Takeaway for practice: Asset-based approaches enable communities to better recover from disaster and adapt to a post-disaster “new normal.” By premising planning discussions on a more holistic set of assets, communities can balance physical recovery goals with qualities that help them to adapt to future change. Furthermore, thinking about recovering before an event actually occurs can enlarge the menu of mitigation strategies. Planning for adaptation can also help communities achieve many non-risk-related objectives.
Acknowledgments
The study relied extensively on long-established community networks and those responsible for their availability: Andrew Winck (Makah Tribe), David DeHaan (Everett EM), and Charles Gorman (Redmond EM). And, the involvement of our graduate and teaching assistants: Maximilian M. Dixon (RA lead), Tim Lehman (RA), Jonathan Olds (RA), Jesse Reynolds (RA), and Chungho Kim (TA).
Notes
1 Risk MAP is a FEMA program that provides communities with flood information and tools they can use to enhance their mitigation plans and take action to better protect their citizens.
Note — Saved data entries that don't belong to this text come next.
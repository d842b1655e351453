//! World-space vector math for strokes and canvas placement

use std::ops::{Add, AddAssign, Mul, Sub};
use serde::{Serialize, Deserialize};

/// 2D world-space vector
///
/// Canvases live in the XY plane, so pointer positions and stroke points are
/// plain 2D vectors. Persistence widens them to 3 floats with z = 0.
#[derive(Debug, Clone, Copy, Default, PartialEq, Serialize, Deserialize)]
pub struct Vec2 {
    pub x: f32,
    pub y: f32,
}

impl Vec2 {
    pub const ZERO: Vec2 = Vec2 { x: 0.0, y: 0.0 };

    pub fn new(x: f32, y: f32) -> Self {
        Self { x, y }
    }

    pub fn dot(self, other: Vec2) -> f32 {
        self.x * other.x + self.y * other.y
    }

    pub fn len(self) -> f32 {
        self.dot(self).sqrt()
    }

    pub fn distance(self, other: Vec2) -> f32 {
        (other - self).len()
    }

    pub fn normalize(self) -> Vec2 {
        let l = self.len();
        if l == 0.0 {
            return Vec2::ZERO;
        }
        Vec2 {
            x: self.x / l,
            y: self.y / l,
        }
    }

    pub fn scale(self, s: f32) -> Vec2 {
        Vec2 {
            x: self.x * s,
            y: self.y * s,
        }
    }

    /// Counter-clockwise perpendicular
    pub fn perp(self) -> Vec2 {
        Vec2 { x: -self.y, y: self.x }
    }

    /// Project `self` onto `onto`. Projecting onto a zero vector gives zero.
    pub fn project(self, onto: Vec2) -> Vec2 {
        let denom = onto.dot(onto);
        if denom < f32::EPSILON {
            return Vec2::ZERO;
        }
        onto.scale(self.dot(onto) / denom)
    }
}

impl Add for Vec2 {
    type Output = Vec2;
    fn add(self, other: Vec2) -> Vec2 {
        Vec2 {
            x: self.x + other.x,
            y: self.y + other.y,
        }
    }
}

impl AddAssign for Vec2 {
    fn add_assign(&mut self, other: Vec2) {
        self.x += other.x;
        self.y += other.y;
    }
}

impl Sub for Vec2 {
    type Output = Vec2;
    fn sub(self, other: Vec2) -> Vec2 {
        Vec2 {
            x: self.x - other.x,
            y: self.y - other.y,
        }
    }
}

impl Mul<f32> for Vec2 {
    type Output = Vec2;
    fn mul(self, s: f32) -> Vec2 {
        self.scale(s)
    }
}

#[cfg(test)]
mod tests {
    use super::*;

    #[test]
    fn test_project_onto_axis() {
        let p = Vec2::new(3.0, 4.0).project(Vec2::new(2.0, 0.0));
        assert_eq!(p, Vec2::new(3.0, 0.0));
    }

    #[test]
    fn test_project_onto_zero_is_zero() {
        assert_eq!(Vec2::new(1.0, 1.0).project(Vec2::ZERO), Vec2::ZERO);
    }

    #[test]
    fn test_perp_is_orthogonal() {
        let v = Vec2::new(0.6, 0.8);
        assert!(v.dot(v.perp()).abs() < 1e-6);
        assert!((v.perp().len() - 1.0).abs() < 1e-6);
    }
}
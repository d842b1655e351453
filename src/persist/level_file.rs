//! Level-art file: magic, version and the three layer records
//!
//! Files are written Brotli compressed. Loading sniffs the magic to accept
//! uncompressed files as well.

use std::fs;
use std::io::Cursor;
use std::path::Path;

use tracing::info;

use super::record::{read_canvas, write_canvas, ByteReader};
use super::PersistError;
use crate::canvas::LevelCanvases;

pub const LEVEL_ART_MAGIC: [u8; 4] = *b"LVCA";
pub const LEVEL_ART_VERSION: u32 = 1;

/// Uncompressed level-art bytes
pub fn level_art_to_bytes(canvases: &LevelCanvases) -> Result<Vec<u8>, PersistError> {
    let mut out = Vec::new();
    out.extend_from_slice(&LEVEL_ART_MAGIC);
    out.extend_from_slice(&LEVEL_ART_VERSION.to_le_bytes());
    for (_, canvas) in canvases.iter() {
        write_canvas(canvas, &mut out)?;
    }
    Ok(out)
}

/// Parse level-art bytes, compressed or not
pub fn level_art_from_bytes(bytes: &[u8]) -> Result<LevelCanvases, PersistError> {
    // Plain files start with the magic, anything else should be brotli
    let is_plain = bytes.starts_with(&LEVEL_ART_MAGIC);

    let decompressed;
    let data = if is_plain {
        bytes
    } else {
        let mut out = Vec::new();
        brotli::BrotliDecompress(&mut Cursor::new(bytes), &mut out)
            .map_err(|e| PersistError::Compression(e.to_string()))?;
        decompressed = out;
        decompressed.as_slice()
    };

    let mut reader = ByteReader::new(data);
    let magic = reader.read_bytes(LEVEL_ART_MAGIC.len())?;
    if magic != LEVEL_ART_MAGIC {
        return Err(PersistError::BadMagic);
    }
    let version = reader.read_u32()?;
    if version != LEVEL_ART_VERSION {
        return Err(PersistError::UnsupportedVersion(version));
    }

    let background = read_canvas(&mut reader)?;
    let shadow = read_canvas(&mut reader)?;
    let foreground = read_canvas(&mut reader)?;
    Ok(LevelCanvases::from_layers(background, shadow, foreground))
}

/// Brotli-compressed level-art bytes (quality 6, window 22)
pub fn level_art_to_compressed(canvases: &LevelCanvases) -> Result<Vec<u8>, PersistError> {
    let plain = level_art_to_bytes(canvases)?;
    let mut compressed = Vec::new();
    brotli::BrotliCompress(
        &mut Cursor::new(&plain),
        &mut compressed,
        &brotli::enc::BrotliEncoderParams {
            quality: 6,
            lgwin: 22,
            ..Default::default()
        },
    )
    .map_err(|e| PersistError::Compression(e.to_string()))?;
    Ok(compressed)
}

/// Save level art to a file (always Brotli compressed)
pub fn save_level_art<P: AsRef<Path>>(path: P, canvases: &LevelCanvases) -> Result<(), PersistError> {
    let path = path.as_ref();
    let compressed = level_art_to_compressed(canvases)?;
    fs::write(path, &compressed)?;
    info!(path = %path.display(), bytes = compressed.len(), "saved level art");
    Ok(())
}

/// Load level art from a file
pub fn load_level_art<P: AsRef<Path>>(path: P) -> Result<LevelCanvases, PersistError> {
    let path = path.as_ref();
    let bytes = fs::read(path)?;
    let canvases = level_art_from_bytes(&bytes)?;
    info!(path = %path.display(), "loaded level art");
    Ok(canvases)
}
2 We define “better” as “community-defined HWB.” However, our exercise did not challenge the group to make tradeoffs or define priorities.
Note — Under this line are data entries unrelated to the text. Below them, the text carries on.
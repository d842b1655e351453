//! Pixel-delta undo/redo
//!
//! Each finished stroke is diffed against the committed canvas, and the
//! per-cell color differences are stored as one `DeltaGroup`. Undo subtracts
//! the differences and redo adds them back, so the two are exact inverses and
//! only touched cells are ever stored.

mod delta;
mod history;

pub use delta::{apply_deltas, diff_buffers, DeltaDirection, DeltaGroup, PixelDelta};
pub use history::{DeltaTarget, UndoRedoEngine, DEFAULT_UNDO_CAPACITY};
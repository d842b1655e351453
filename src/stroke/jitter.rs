//! Hand-tremor removal for freehand brush strokes
//!
//! The raw pointer path is resampled into a coarse reference polyline, one
//! vertex every `sample_distance` of travelled length. Raw points that sit
//! within `max_spread` of their reference segment are projected onto it;
//! points further away are deliberate and kept.

use serde::{Serialize, Deserialize};

use crate::math::Vec2;

/// Result of jitter correction
#[derive(Debug, Clone, Default, PartialEq)]
pub struct CorrectedStroke {
    /// Points to rasterize, one per raw point
    pub points: Vec<Vec2>,
    /// Resampled reference polyline (debug overlay)
    pub reference: Vec<Vec2>,
}

/// Snaps near-straight runs of a stroke onto a resampled reference line
#[derive(Debug, Clone, Copy, PartialEq, Serialize, Deserialize)]
pub struct JitterCorrector {
    /// Largest perpendicular deviation that still counts as tremor
    pub max_spread: f32,
    /// Travel distance between reference vertices
    pub sample_distance: f32,
}

impl Default for JitterCorrector {
    fn default() -> Self {
        Self {
            max_spread: 0.01,
            sample_distance: 0.1,
        }
    }
}

impl JitterCorrector {
    pub fn new(max_spread: f32, sample_distance: f32) -> Self {
        Self { max_spread, sample_distance }
    }

    pub fn correct(&self, raw: &[Vec2]) -> CorrectedStroke {
        let (Some(&first), Some(&last)) = (raw.first(), raw.last()) else {
            return CorrectedStroke::default();
        };
        if !(self.sample_distance > 0.0) {
            return CorrectedStroke {
                points: raw.to_vec(),
                reference: vec![first, last],
            };
        }

        let mut points = Vec::with_capacity(raw.len());
        let mut reference = vec![first];
        // First raw point not yet emitted
        let mut pending_from = 0;
        // Length travelled since the last reference vertex
        let mut travelled = 0.0;

        for i in 1..raw.len() {
            let (p1, p2) = (raw[i - 1], raw[i]);
            let step = p1.distance(p2);

            if travelled + step <= self.sample_distance {
                travelled += step;
                continue;
            }

            let dir = (p2 - p1).normalize();
            let mut vertex = p1 + dir * (self.sample_distance - travelled);

            let anchor = reference[reference.len() - 1];
            for &point in &raw[pending_from..i] {
                points.push(self.snap(anchor, vertex, point));
            }
            reference.push(vertex);
            pending_from = i;

            while vertex.distance(p2) > self.sample_distance {
                vertex += dir * self.sample_distance;
                reference.push(vertex);
            }
            travelled = vertex.distance(p2);
        }

        let anchor = reference[reference.len() - 1];
        for &point in &raw[pending_from..] {
            points.push(self.snap(anchor, last, point));
        }
        reference.push(last);

        CorrectedStroke { points, reference }
    }

    /// Project `point` onto the line through `a` and `b` when it lies within
    /// `max_spread` of it
    fn snap(&self, a: Vec2, b: Vec2, point: Vec2) -> Vec2 {
        let offset = point - a;
        let along = offset.project(b - a);
        if (offset - along).len() < self.max_spread {
            a + along
        } else {
            point
        }
    }
}
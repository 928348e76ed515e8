use std::collections::HashSet;

use rand::rngs::SmallRng;
use rand::Rng;

use crate::common::{AttackResult, PlacementError};
use crate::config::FleetRules;
use crate::geometry::{Coordinate, ShipPlacement};
use crate::placement::random_fleet;

use super::Player;

/// Hunt/target player: fires at random until it hits, then works through
/// the neighbours of its hits until the ship goes down.
#[derive(Debug, Default)]
pub struct AiPlayer {
    targets: Vec<Coordinate>,
}

impl AiPlayer {
    pub fn new() -> Self {
        Self::default()
    }
}

impl Player for AiPlayer {
    fn place_fleet(
        &mut self,
        rng: &mut SmallRng,
        rules: &FleetRules,
    ) -> Result<Vec<ShipPlacement>, PlacementError> {
        self.targets.clear();
        random_fleet(rules, rng)
    }

    fn select_target(
        &mut self,
        rng: &mut SmallRng,
        grid_size: u8,
        attacked: &HashSet<Coordinate>,
    ) -> Option<Coordinate> {
        while let Some(cell) = self.targets.pop() {
            if cell.in_bounds(grid_size) && !attacked.contains(&cell) {
                return Some(cell);
            }
        }

        let n = i32::from(grid_size);
        let open: Vec<Coordinate> = (0..n)
            .flat_map(|y| (0..n).map(move |x| Coordinate::new(x, y)))
            .filter(|c| !attacked.contains(c))
            .collect();
        if open.is_empty() {
            return None;
        }
        Some(open[rng.random_range(0..open.len())])
    }

    fn handle_attack_result(&mut self, at: Coordinate, result: AttackResult) {
        match result {
            AttackResult::Hit => self.targets.extend(at.neighbours()),
            AttackResult::Sunk => self.targets.clear(),
            AttackResult::Miss => {}
        }
    }
}
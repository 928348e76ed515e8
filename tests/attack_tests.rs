mod common;

use battleship_engine::{all_sunk, resolve, AttackResult, Fleet, FleetRules, PlayerId};
use common::{at, standard_fleet, standard_fleet_cells};

fn fleet() -> Fleet {
    Fleet::from_placements(&FleetRules::standard(), PlayerId::new(), &standard_fleet()).unwrap()
}

#[test]
fn empty_water_is_a_miss_and_changes_nothing() {
    let mut f = fleet();
    let before = f.clone();
    let r = resolve(&mut f, at(9, 9));
    assert_eq!(r.result, AttackResult::Miss);
    assert_eq!(r.ship, None);
    assert_eq!(f, before);
}

#[test]
fn last_cell_sinks_the_ship() {
    let mut f = fleet();
    assert_eq!(resolve(&mut f, at(5, 5)).result, AttackResult::Hit);
    assert_eq!(resolve(&mut f, at(5, 6)).result, AttackResult::Hit);
    let r = resolve(&mut f, at(5, 7));
    assert_eq!(r.result, AttackResult::Sunk);
    assert!(r.ship.is_some());
    assert_eq!(f.afloat(), 2);
    assert!(!all_sunk(&f));
}

#[test]
fn hits_on_one_ship_report_the_same_ship() {
    let mut f = fleet();
    let first = resolve(&mut f, at(0, 0)).ship;
    let second = resolve(&mut f, at(3, 0)).ship;
    assert!(first.is_some());
    assert_eq!(first, second);
    assert_ne!(first, resolve(&mut f, at(0, 2)).ship);
}

#[test]
fn sunk_ship_stays_sunk_without_more_damage() {
    let mut f = fleet();
    for c in [at(5, 5), at(5, 6), at(5, 7)] {
        resolve(&mut f, c);
    }
    let before = f.clone();
    assert_eq!(resolve(&mut f, at(5, 6)).result, AttackResult::Sunk);
    assert_eq!(f, before);
}

#[test]
fn fleet_is_annihilated_after_every_cell_is_hit() {
    let mut f = fleet();
    let cells = standard_fleet_cells();
    let (last, rest) = cells.split_last().unwrap();
    for c in rest {
        resolve(&mut f, *c);
    }
    assert!(!all_sunk(&f));
    assert_eq!(resolve(&mut f, *last).result, AttackResult::Sunk);
    assert!(all_sunk(&f));
    assert_eq!(f.afloat(), 0);
}
mod common;

use battleship_engine::{
    cells_of, Coordinate, Orientation, ParseKeyError, Ship, PlayerId, ShipKind, ShipPlacement,
};
use common::{at, ship};

#[test]
fn horizontal_battleship_from_origin() {
    let p = ship(ShipKind::Battleship, 0, 0, Orientation::Horizontal);
    assert_eq!(cells_of(&p, 4), vec![at(0, 0), at(1, 0), at(2, 0), at(3, 0)]);
}

#[test]
fn vertical_destroyer_from_middle() {
    let p = ship(ShipKind::Destroyer, 5, 5, Orientation::Vertical);
    assert_eq!(cells_of(&p, 3), vec![at(5, 5), at(5, 6), at(5, 7)]);
}

#[test]
fn cells_run_past_the_edge_untouched() {
    let p = ship(ShipKind::Battleship, 8, 1, Orientation::Horizontal);
    let cells = cells_of(&p, 4);
    assert_eq!(cells.last(), Some(&at(11, 1)));
    assert!(!cells[2].in_bounds(10));
}

#[test]
fn cells_stop_at_the_end_of_the_coordinate_space() {
    let p = ship(ShipKind::Battleship, i32::MAX - 1, 3, Orientation::Horizontal);
    assert_eq!(cells_of(&p, 4), vec![at(i32::MAX - 1, 3), at(i32::MAX, 3)]);
    assert_eq!(at(0, 0).offset(Orientation::Vertical, 1), Some(at(0, 1)));
    assert_eq!(at(0, i32::MAX).offset(Orientation::Vertical, 1), None);
}

#[test]
fn bounds_are_half_open() {
    assert!(at(0, 0).in_bounds(10));
    assert!(at(9, 9).in_bounds(10));
    assert!(!at(10, 0).in_bounds(10));
    assert!(!at(0, 10).in_bounds(10));
    assert!(!at(-1, 3).in_bounds(10));
}

#[test]
fn grid_keys_join_x_and_y_with_a_comma() {
    assert_eq!(at(3, 7).key(), "3,7");
    assert_eq!("3,7".parse::<Coordinate>(), Ok(at(3, 7)));
    assert_eq!("-1,0".parse::<Coordinate>(), Ok(at(-1, 0)));
}

#[test]
fn malformed_grid_keys_are_rejected() {
    for key in ["", "3", "3;7", "x,1", "1,2,3"] {
        assert_eq!(
            key.parse::<Coordinate>(),
            Err(ParseKeyError(key.to_string())),
            "{key:?}"
        );
    }
}

#[test]
fn ship_contains_exactly_its_cells() {
    let placement = ShipPlacement::new(ShipKind::Destroyer, at(2, 4), Orientation::Vertical);
    let s = Ship::new(PlayerId::new(), placement, 3);
    for cell in s.cells() {
        assert!(s.contains(cell));
    }
    assert!(!s.contains(at(2, 3)));
    assert!(!s.contains(at(2, 7)));
    assert!(!s.contains(at(3, 4)));
    assert!(!s.contains(at(i32::MIN, i32::MIN)));
    assert!(!s.contains(at(2, i32::MAX)));
}

#[test]
fn fresh_ship_is_afloat() {
    let s = Ship::new(
        PlayerId::new(),
        ship(ShipKind::Battleship, 0, 0, Orientation::Horizontal),
        4,
    );
    assert_eq!(s.hits(), 0);
    assert!(!s.is_sunk());
    assert_eq!(s.kind(), ShipKind::Battleship);
}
3 We refer to HWB for purposes of this analysis, but used “quality of life” in presentations during the exercise.
4 Millennium Ecosystem Assessment categories include “freedom of choice and action” as a fifth category. During this exercise, each group was asked to consider choice in a general way, although it also emerges in the range of sources and providers listed for any given good or service.
5 By “consensus” we mean that no dissension was expressed. We employed no mechanism to determine whether any participants held dissenting views but kept them private.